(ABOUT THIS EXERCISE):
Copy exactly the lines from the start of the data below through the one that carries "the table through", and only those.

(SUPPLIED RECORDS):
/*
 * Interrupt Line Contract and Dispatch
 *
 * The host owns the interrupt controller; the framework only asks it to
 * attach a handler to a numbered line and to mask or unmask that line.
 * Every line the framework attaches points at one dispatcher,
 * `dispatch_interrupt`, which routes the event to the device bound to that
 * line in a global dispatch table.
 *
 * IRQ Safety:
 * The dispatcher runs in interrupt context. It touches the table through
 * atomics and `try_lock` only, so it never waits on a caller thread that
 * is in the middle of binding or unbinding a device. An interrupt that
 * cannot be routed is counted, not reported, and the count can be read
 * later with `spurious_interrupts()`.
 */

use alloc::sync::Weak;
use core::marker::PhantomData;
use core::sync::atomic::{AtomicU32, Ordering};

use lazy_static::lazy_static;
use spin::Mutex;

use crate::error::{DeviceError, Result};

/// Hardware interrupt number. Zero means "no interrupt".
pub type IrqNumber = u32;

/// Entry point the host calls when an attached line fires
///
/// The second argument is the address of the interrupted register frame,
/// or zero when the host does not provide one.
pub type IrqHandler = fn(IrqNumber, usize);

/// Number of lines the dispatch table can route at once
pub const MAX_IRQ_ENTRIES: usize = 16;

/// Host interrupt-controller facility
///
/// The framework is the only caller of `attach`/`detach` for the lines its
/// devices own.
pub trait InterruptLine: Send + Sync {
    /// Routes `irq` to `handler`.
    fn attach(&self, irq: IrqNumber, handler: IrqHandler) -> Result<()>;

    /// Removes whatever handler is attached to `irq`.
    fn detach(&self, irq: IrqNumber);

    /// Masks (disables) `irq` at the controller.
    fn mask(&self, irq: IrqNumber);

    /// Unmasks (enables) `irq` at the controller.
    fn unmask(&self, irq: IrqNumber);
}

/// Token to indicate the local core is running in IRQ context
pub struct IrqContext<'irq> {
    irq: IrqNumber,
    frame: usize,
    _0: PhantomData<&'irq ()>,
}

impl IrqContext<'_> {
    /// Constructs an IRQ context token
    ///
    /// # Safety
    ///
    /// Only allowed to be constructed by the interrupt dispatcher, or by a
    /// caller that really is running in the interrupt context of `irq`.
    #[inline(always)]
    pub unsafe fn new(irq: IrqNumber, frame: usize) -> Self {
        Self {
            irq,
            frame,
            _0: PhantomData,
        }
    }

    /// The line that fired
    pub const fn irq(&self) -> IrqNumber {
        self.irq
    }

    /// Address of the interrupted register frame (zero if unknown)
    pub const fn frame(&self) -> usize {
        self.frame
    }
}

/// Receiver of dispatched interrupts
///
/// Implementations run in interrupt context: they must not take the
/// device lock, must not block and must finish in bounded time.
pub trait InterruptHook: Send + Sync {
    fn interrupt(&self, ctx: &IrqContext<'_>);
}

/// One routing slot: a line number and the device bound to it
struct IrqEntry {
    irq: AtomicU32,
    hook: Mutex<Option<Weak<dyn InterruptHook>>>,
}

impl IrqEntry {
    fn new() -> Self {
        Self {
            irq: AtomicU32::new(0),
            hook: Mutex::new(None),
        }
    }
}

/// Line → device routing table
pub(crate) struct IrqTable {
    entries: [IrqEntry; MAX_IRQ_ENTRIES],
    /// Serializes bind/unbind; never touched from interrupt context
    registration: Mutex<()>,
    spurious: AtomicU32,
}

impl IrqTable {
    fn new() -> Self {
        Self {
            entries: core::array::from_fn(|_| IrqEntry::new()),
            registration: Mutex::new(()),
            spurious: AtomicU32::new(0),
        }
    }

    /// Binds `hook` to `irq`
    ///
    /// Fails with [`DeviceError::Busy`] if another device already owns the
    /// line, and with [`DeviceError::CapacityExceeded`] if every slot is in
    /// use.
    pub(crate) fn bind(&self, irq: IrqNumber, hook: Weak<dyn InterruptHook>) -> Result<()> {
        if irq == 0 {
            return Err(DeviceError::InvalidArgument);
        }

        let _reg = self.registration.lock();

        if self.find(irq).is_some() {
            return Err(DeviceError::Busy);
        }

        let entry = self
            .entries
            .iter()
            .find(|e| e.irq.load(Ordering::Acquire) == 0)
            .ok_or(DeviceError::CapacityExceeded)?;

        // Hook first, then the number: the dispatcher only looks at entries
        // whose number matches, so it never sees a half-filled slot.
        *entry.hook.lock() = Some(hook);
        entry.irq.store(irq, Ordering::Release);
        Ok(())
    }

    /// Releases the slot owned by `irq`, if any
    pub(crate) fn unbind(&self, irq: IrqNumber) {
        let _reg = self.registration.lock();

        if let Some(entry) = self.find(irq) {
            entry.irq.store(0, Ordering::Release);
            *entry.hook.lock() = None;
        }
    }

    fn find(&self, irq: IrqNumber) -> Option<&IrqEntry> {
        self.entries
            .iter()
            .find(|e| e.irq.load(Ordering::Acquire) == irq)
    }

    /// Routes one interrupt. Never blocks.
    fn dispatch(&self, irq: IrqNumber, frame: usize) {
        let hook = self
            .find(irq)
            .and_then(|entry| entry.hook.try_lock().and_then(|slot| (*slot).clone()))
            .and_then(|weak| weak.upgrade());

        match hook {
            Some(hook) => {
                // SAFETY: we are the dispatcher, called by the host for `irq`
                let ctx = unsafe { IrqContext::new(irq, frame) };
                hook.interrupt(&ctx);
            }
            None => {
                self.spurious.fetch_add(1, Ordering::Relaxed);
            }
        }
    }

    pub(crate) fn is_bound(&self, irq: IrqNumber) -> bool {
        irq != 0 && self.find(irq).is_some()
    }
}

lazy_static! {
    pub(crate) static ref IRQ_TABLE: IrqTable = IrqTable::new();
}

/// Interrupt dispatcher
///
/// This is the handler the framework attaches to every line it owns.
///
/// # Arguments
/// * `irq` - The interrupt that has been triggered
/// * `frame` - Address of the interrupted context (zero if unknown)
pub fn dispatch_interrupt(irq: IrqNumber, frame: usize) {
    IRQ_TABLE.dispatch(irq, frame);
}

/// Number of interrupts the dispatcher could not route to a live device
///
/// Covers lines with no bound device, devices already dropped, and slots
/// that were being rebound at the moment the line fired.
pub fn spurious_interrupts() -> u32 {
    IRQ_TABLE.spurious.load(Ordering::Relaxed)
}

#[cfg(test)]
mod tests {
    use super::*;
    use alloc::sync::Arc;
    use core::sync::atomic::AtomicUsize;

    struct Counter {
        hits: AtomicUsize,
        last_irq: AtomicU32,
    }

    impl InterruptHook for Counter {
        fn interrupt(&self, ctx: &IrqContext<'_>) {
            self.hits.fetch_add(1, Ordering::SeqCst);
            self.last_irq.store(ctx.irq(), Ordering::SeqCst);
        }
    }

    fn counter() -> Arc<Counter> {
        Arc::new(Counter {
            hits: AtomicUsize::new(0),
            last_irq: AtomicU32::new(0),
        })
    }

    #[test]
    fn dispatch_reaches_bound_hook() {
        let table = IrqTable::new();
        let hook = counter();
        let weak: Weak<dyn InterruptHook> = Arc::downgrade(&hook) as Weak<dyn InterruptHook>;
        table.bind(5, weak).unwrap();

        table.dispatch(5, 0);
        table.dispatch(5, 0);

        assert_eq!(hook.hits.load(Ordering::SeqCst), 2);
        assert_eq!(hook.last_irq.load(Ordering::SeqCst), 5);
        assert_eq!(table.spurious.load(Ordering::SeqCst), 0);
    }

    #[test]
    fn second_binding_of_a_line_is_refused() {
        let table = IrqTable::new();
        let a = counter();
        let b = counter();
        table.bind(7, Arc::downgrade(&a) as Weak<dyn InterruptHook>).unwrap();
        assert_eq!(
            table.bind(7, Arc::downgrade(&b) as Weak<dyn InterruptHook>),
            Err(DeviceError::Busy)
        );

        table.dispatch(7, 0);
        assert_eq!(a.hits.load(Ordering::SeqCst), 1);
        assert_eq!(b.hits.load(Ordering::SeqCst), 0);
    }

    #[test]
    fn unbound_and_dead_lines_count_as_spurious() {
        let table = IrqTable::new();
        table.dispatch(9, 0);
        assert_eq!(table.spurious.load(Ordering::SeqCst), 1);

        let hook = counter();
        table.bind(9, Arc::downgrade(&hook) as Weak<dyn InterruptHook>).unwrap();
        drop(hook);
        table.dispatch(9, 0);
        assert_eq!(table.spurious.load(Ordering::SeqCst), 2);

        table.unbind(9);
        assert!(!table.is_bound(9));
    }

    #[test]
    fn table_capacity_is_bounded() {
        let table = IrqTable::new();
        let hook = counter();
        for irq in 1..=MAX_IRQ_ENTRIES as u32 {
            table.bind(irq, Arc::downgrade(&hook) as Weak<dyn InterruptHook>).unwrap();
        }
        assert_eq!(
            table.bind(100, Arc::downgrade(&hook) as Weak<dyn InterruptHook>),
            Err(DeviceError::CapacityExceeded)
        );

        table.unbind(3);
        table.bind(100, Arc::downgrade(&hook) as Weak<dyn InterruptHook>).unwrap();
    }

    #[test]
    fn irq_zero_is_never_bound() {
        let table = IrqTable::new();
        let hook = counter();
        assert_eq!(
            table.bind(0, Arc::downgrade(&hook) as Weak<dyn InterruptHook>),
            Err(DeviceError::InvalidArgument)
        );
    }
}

(SOLUTION):
/*
 * Interrupt Line Contract and Dispatch
 *
 * The host owns the interrupt controller; the framework only asks it to
 * attach a handler to a numbered line and to mask or unmask that line.
 * Every line the framework attaches points at one dispatcher,
 * `dispatch_interrupt`, which routes the event to the device bound to that
 * line in a global dispatch table.
 *
 * IRQ Safety:
 * The dispatcher runs in interrupt context. It touches the table through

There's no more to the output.